_WORK REQUEST_: Give again, word for word, every line in the entries below from the line with "let outcome = self.drive();" up to and including the line with "self.model.finalize();", and no other line.

_DATA EXTRACT_:
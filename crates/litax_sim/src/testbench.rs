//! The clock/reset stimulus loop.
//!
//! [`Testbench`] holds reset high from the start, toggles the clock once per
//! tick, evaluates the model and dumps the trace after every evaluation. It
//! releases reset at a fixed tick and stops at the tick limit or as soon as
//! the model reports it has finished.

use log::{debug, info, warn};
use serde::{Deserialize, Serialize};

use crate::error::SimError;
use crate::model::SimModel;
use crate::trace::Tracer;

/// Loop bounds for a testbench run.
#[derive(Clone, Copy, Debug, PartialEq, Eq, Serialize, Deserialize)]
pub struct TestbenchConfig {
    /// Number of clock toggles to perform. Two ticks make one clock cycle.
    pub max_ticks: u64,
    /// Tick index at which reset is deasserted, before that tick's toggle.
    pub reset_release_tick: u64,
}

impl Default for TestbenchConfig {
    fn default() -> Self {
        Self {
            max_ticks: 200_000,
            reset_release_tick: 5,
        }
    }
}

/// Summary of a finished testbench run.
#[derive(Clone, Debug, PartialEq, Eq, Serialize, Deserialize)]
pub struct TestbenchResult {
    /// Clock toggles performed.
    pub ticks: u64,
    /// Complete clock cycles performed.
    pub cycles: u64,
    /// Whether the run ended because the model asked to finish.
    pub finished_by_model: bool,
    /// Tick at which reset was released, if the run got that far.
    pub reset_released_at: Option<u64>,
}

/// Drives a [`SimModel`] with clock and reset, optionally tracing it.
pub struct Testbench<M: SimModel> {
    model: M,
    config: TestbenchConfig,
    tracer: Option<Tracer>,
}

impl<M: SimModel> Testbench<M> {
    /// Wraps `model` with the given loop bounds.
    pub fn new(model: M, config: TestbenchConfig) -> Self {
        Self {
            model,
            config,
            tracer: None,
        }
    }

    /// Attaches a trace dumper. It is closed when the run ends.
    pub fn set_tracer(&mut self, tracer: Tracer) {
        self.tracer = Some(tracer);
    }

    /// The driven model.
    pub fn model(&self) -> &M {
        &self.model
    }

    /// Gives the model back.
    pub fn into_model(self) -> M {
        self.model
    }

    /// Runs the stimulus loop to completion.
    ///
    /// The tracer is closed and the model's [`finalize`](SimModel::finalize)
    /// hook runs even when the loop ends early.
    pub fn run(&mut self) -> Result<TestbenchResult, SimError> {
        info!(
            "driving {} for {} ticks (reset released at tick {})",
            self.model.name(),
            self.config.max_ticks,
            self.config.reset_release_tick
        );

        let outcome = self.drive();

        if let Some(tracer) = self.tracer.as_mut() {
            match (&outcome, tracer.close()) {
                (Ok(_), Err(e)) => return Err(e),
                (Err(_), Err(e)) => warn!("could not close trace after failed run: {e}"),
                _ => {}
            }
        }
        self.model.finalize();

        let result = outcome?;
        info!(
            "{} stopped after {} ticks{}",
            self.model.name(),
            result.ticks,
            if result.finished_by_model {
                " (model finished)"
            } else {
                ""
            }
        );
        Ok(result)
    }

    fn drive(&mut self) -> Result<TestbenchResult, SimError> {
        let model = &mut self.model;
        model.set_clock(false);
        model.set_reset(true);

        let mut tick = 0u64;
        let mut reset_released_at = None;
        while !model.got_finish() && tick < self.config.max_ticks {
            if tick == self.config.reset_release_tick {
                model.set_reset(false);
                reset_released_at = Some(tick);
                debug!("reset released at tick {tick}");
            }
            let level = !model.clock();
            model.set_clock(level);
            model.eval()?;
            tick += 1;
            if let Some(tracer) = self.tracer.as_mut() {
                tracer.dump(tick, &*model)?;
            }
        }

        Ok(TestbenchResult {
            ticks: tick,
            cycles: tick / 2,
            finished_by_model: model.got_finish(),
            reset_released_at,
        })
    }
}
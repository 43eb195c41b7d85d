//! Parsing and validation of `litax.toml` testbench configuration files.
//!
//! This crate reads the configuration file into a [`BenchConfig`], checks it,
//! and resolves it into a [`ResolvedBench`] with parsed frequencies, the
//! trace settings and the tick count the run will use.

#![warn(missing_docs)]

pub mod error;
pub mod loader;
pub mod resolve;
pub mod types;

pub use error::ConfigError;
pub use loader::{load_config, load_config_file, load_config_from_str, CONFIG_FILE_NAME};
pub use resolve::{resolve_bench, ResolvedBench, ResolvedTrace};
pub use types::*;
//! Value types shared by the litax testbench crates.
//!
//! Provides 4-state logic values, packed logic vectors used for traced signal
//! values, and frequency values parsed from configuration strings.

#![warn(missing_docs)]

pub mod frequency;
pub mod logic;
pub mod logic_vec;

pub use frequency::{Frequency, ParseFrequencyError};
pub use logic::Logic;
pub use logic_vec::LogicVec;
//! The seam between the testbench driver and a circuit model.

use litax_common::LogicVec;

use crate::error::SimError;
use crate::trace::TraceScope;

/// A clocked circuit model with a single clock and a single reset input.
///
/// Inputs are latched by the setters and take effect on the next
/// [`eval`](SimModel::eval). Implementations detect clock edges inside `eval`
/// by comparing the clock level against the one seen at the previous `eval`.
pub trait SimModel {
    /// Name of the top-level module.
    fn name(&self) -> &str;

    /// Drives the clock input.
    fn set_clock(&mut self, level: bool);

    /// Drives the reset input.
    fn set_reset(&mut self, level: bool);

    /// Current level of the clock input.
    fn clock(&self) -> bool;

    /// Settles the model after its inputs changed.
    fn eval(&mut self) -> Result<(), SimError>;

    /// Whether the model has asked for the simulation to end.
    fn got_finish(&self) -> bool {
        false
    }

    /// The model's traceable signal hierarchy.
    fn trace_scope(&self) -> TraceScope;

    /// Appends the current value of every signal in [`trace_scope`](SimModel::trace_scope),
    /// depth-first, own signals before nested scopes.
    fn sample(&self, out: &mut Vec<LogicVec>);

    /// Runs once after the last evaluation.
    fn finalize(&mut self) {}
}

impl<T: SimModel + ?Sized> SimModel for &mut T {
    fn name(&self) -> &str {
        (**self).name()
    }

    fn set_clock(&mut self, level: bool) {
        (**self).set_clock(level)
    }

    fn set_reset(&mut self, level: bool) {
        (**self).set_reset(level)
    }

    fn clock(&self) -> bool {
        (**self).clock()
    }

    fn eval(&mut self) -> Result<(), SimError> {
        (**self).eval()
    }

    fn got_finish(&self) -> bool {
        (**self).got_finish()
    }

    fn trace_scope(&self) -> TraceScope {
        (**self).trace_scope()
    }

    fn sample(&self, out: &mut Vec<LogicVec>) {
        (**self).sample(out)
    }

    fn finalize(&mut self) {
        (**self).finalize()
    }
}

_OUTPUT BELOW_:
        let outcome = self.drive();

        if let Some(tracer) = self.tracer.as_mut() {
            match (&outcome, tracer.close()) {
                (Ok(_), Err(e)) => return Err(e),
                (Err(_), Err(e)) => warn!("could not close trace after failed run: {e}"),
                _ => {}
            }
        }
        self.model.finalize();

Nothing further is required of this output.